Is Apple doing a limited reissue of The Beatles Stereo USB?
The UK online store Spin CDs has just listed it, with a release date of 30 October…… Details on their site are sketchy so if anyone else knows about this let us know.
Originally issued in December, 2009 as a limited edition of 30,000 units, the small metal Apple contains a USB drive with all 13 of the band’s studio albums, plus all the Past Masters songs. Also included are the 13 album mini-documentaries which came with the remastered CDs, and the complete digital booklet artwork. The USB has all songs in stereo in both FLAC format (24 bit 44.1 kbps) and MP3 (320 kbps).
I can testify that for the audiofile Beatles fans, the USB is well worth it. I only listen to The Beatles in 24 bit FLAC now on my home sound system. I can hear things that I have never heard before in their music.
Why oh why oh why do Apple insist upon relasing the stereo versions of the Beatles albums, the majority of which are inferior to the ‘original’ mono cuts? With the exception of Abbey Road the Beatles albums were meant to be heard in Mono.
They were not “meant to be heard in mono”. If they were, they would have recorded them in mono. They were recorded and mixed for stereo, sometimes very inventively (“Strawberry Fields” or “A Day in the Life” for example), and it’s because stereo was so popular that mono completely died out. Otherwise, it would still be around. You may prefer mono – that’s your choice – most of us don’t.

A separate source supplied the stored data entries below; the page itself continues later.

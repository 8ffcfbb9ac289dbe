//! Filesystem store for tours
//!
//! Layout under the upload root:
//!
//! ```text
//! <root>/<tour id>/01_first.jpg
//! <root>/<tour id>/02_second.jpg
//! <root>/<tour id>/nodes.json
//! ```
//!
//! The filesystem is the only store of record. A tour directory is created
//! once per upload and never modified after its `nodes.json` is written.

use std::path::{Path, PathBuf};

use tokio::fs;
use tokio::io::AsyncWriteExt;
use tracing::debug;
use uuid::Uuid;

use crate::errors::TourError;
use crate::tour::{validate_tour, Node};

/// Name of the tour document inside each tour directory.
pub const NODES_FILE: &str = "nodes.json";

/// URL prefix under which stored images are served.
pub const UPLOADS_PREFIX: &str = "/uploads";

#[derive(Clone, Debug)]
pub struct TourStore {
    root: PathBuf,
}

impl TourStore {
    pub fn new(root: impl Into<PathBuf>) -> Self {
        Self { root: root.into() }
    }

    pub fn root(&self) -> &Path {
        &self.root
    }

    pub fn tour_dir(&self, tour_id: &Uuid) -> PathBuf {
        self.root.join(tour_id.to_string())
    }

    /// Create the directory for a new tour, including missing parents.
    pub async fn create_tour_dir(&self, tour_id: &Uuid) -> Result<PathBuf, TourError> {
        let dir = self.tour_dir(tour_id);
        fs::create_dir_all(&dir).await?;
        Ok(dir)
    }

    /// Open the file that will hold the `index`th image (1-based) of a tour.
    pub async fn create_image(
        &self,
        tour_id: &Uuid,
        index: usize,
        original_name: Option<&str>,
    ) -> Result<StoredImage, TourError> {
        let file_name = stored_file_name(index, original_name);
        let path = self.tour_dir(tour_id).join(&file_name);
        let file = fs::File::create(&path).await?;
        debug!("Storing image {} for tour {}", file_name, tour_id);

        Ok(StoredImage {
            url: format!("{}/{}/{}", UPLOADS_PREFIX, tour_id, file_name),
            file,
            bytes_written: 0,
        })
    }

    /// Persist the node document for a tour.
    ///
    /// Written to a temporary file and renamed so readers never see a
    /// partial document.
    pub async fn write_nodes(&self, tour_id: &Uuid, nodes: &[Node]) -> Result<(), TourError> {
        let dir = self.tour_dir(tour_id);
        let payload = serde_json::to_vec(nodes)?;
        let tmp_path = dir.join(format!(".{}.tmp", NODES_FILE));

        fs::write(&tmp_path, &payload).await?;
        fs::rename(&tmp_path, dir.join(NODES_FILE)).await?;
        Ok(())
    }

    /// Read the stored node document, exactly as written.
    ///
    /// The document is validated before it is returned; the bytes handed
    /// back are the stored bytes, not a re-serialization.
    pub async fn read_nodes(&self, tour_id: &str) -> Result<Vec<u8>, TourError> {
        // Only the exact spelling handed out at upload names a tour.
        let id = Uuid::parse_str(tour_id)
            .ok()
            .filter(|id| id.hyphenated().to_string() == tour_id)
            .ok_or_else(|| TourError::NotFound(tour_id.to_string()))?;
        let path = self.tour_dir(&id).join(NODES_FILE);

        let payload = match fs::read(&path).await {
            Ok(payload) => payload,
            Err(err) if err.kind() == std::io::ErrorKind::NotFound => {
                return Err(TourError::NotFound(tour_id.to_string()))
            }
            Err(err) => return Err(err.into()),
        };

        let nodes: Vec<Node> =
            serde_json::from_slice(&payload).map_err(|err| TourError::CorruptTour {
                tour_id: tour_id.to_string(),
                reason: err.to_string(),
            })?;
        validate_tour(&nodes).map_err(|err| TourError::CorruptTour {
            tour_id: tour_id.to_string(),
            reason: err.to_string(),
        })?;

        Ok(payload)
    }
}

/// An image file being written into a tour directory.
pub struct StoredImage {
    pub url: String,
    file: fs::File,
    bytes_written: u64,
}

impl StoredImage {
    pub async fn write_chunk(&mut self, chunk: &[u8]) -> Result<(), TourError> {
        self.file.write_all(chunk).await?;
        self.bytes_written += chunk.len() as u64;
        Ok(())
    }

    /// Flush the file and return its public URL and size.
    pub async fn finish(mut self) -> Result<(String, u64), TourError> {
        self.file.flush().await?;
        Ok((self.url, self.bytes_written))
    }
}

/// `<index>_<name>` with the index zero-padded to two digits.
pub fn stored_file_name(index: usize, original_name: Option<&str>) -> String {
    format!(
        "{:02}_{}",
        index,
        sanitize_filename(original_name.unwrap_or_default())
    )
}

/// Keep ASCII alphanumerics, `.`, `-` and `_`; replace anything else.
pub fn sanitize_filename(name: &str) -> String {
    // Only the final path component counts; clients may send full paths.
    let base = name.rsplit(['/', '\\']).next().unwrap_or_default();
    let cleaned: String = base
        .chars()
        .map(|c| {
            if c.is_ascii_alphanumeric() || matches!(c, '.' | '-' | '_') {
                c
            } else {
                '_'
            }
        })
        .collect();

    if cleaned.trim_matches('.').is_empty() {
        "image".to_string()
    } else {
        cleaned
    }
}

I don’t mean to burst your bubble, Terry, but friend you are wrong. Sgt pepper was recorded engineered and produced in mono by Marin and the Beatles just like every album preceding it. The stereo mix was given to Geoff Emerick to mix and he did it in a matter of hours. I think the prime example of how stereo loses the Beatles in translation is how in the chorus of ‘Lucy in the Sky with Diamonds’, when both John and Paul are singing, their vocals are clean from effect bringing in a moment of clarity. But in the original mono version the chorus vocals are even more phased and psychedelic than john’s trippy verses, which feels like a moment of peaking rather than the moment of clarity. and for some weird reason Emerick decided to speed up the playback of the song on the stereo mix which is a shame because after the chorus when the Beatles sing “ahhhhhhhhh-hhhhhhhh” it hits so trippier and heavier in mono.
Often the Beatles produced their music in mono on two track or a four track recording method for most of their career. When the Beatles made stereo mixes (for America) they hastily split the tape tracks equally into two channel stereo. The problem with this is that you’re not re-engineering these sounds for stereo presentation, so suddenly instruments that had to be overdubbed and built up to have a presence amongst everything in mono–now in stereo these sounds are naked and this is where you get awful lopsided mixes where a cowbell or a tambourine can be just as loud as a lead vocal–think Mccartney’s bridge in “a hard days night” vs that cowbell that sounds like will farrell was in on the session. Another failure of stereo is that splitting the tracks means separating the harmonies from the lead vocals, which ruins the magic of songs like “nowhere man” and most every iconic song from their early years.
I am personally not against stereo, I would love it if they were to go back and give the albums from ‘please please me’ to ‘the white album’ a proper stereo engineered mix, that would be fantastic, but until then the mono mixes rock harder, have better balance, and are fuller mixes.
The problem with the Beatles in stereo is that the music was originally engineered for mono because for most of the sixties stereo was more of a fad in american markets and more prolific in jazz and classical markets. During the sixties you reached your audience through radio and tv which were mono mediums, remember, fm radio didn’t catch on until the late sixties. The Beatles didn’t start recording for stereo until the white album when they had an 8 track recording system, but unfortunately given the animosity of those sessions, the Beatles recorded in an un-uniform often isolated way, therefore some songs sound better in mono and some sound better in stereo. For example, John’s songs tend to sound better in mono, whereas Paul’s sound better in stereo with the exception of
“I will” which sounds glorious in mono.